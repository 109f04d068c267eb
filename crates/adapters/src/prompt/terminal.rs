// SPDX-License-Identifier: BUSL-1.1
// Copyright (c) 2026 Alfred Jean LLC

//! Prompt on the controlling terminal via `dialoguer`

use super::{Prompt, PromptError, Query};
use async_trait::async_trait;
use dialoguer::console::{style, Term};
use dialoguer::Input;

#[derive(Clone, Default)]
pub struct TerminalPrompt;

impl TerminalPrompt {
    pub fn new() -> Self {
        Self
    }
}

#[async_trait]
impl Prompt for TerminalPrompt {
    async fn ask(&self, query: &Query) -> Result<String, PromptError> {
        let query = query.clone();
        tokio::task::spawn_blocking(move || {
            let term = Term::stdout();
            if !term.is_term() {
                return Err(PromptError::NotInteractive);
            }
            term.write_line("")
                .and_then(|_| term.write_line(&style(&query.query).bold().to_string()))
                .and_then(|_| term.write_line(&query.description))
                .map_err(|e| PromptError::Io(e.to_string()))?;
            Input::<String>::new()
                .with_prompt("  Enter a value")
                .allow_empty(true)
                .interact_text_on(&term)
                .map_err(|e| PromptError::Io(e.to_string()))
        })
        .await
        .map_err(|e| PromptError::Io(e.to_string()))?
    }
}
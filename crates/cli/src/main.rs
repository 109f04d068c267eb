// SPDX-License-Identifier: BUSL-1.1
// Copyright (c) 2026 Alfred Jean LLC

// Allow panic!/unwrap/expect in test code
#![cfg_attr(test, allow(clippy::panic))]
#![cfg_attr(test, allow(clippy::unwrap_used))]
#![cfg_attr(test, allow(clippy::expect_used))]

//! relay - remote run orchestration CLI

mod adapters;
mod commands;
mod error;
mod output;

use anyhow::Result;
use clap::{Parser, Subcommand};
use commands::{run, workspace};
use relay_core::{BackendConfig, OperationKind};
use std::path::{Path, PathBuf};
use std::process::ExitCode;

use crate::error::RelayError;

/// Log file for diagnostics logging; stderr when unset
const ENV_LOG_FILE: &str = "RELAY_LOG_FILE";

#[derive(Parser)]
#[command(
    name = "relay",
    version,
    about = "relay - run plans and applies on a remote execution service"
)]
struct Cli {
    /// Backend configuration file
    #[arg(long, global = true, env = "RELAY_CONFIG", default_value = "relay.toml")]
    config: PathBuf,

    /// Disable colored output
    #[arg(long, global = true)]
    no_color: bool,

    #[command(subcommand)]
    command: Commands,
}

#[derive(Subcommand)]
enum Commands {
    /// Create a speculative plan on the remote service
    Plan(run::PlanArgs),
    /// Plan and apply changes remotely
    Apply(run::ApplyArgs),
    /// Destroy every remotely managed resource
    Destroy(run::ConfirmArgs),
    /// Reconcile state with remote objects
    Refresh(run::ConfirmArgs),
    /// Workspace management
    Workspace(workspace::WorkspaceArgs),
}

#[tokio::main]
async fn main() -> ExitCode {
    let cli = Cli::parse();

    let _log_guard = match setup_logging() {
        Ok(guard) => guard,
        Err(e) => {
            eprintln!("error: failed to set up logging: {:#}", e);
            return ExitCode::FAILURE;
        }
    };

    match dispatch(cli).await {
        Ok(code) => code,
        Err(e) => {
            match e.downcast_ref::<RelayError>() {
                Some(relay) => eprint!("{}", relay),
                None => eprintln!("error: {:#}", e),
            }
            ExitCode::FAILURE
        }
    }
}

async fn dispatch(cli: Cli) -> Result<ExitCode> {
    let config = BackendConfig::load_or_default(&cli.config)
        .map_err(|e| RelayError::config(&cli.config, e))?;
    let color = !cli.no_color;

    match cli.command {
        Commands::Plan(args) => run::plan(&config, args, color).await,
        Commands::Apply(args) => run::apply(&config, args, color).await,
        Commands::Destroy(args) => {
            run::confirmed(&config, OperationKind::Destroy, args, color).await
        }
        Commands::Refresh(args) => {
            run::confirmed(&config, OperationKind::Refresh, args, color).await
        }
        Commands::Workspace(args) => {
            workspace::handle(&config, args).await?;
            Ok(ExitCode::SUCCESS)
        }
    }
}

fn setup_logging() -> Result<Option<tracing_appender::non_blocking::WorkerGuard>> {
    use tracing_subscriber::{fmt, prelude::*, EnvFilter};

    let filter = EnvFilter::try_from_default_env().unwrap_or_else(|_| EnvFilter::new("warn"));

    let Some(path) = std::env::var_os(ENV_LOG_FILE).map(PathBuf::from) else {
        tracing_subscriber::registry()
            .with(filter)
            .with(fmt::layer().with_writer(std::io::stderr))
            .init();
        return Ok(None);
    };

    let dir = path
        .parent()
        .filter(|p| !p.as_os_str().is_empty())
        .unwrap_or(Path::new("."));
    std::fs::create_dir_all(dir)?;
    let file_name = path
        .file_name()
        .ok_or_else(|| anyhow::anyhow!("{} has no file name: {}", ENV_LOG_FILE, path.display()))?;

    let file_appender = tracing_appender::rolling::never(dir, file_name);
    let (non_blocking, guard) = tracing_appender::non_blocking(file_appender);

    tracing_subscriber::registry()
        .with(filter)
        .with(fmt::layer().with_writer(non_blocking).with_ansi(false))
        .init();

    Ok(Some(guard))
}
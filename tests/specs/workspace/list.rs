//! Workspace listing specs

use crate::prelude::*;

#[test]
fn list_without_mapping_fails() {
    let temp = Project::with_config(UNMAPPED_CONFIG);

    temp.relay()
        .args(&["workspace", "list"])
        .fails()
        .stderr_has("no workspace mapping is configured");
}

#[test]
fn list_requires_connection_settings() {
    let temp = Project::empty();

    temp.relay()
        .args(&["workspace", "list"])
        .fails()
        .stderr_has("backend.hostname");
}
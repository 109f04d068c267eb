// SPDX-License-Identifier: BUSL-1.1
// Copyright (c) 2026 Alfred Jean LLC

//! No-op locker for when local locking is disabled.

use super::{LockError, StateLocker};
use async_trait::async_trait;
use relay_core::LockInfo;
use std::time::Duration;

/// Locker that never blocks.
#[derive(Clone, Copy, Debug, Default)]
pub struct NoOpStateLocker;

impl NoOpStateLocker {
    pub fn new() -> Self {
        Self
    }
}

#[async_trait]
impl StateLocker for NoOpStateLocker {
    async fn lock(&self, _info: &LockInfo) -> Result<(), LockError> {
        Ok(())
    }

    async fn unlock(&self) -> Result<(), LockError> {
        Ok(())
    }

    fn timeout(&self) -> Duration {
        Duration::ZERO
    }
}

● ● ● ● ●

Go through the entries and return each line where the word "NoOpStateLocker" occurs.

= OUTPUT BELOW =
pub struct NoOpStateLocker;
impl NoOpStateLocker {
impl StateLocker for NoOpStateLocker {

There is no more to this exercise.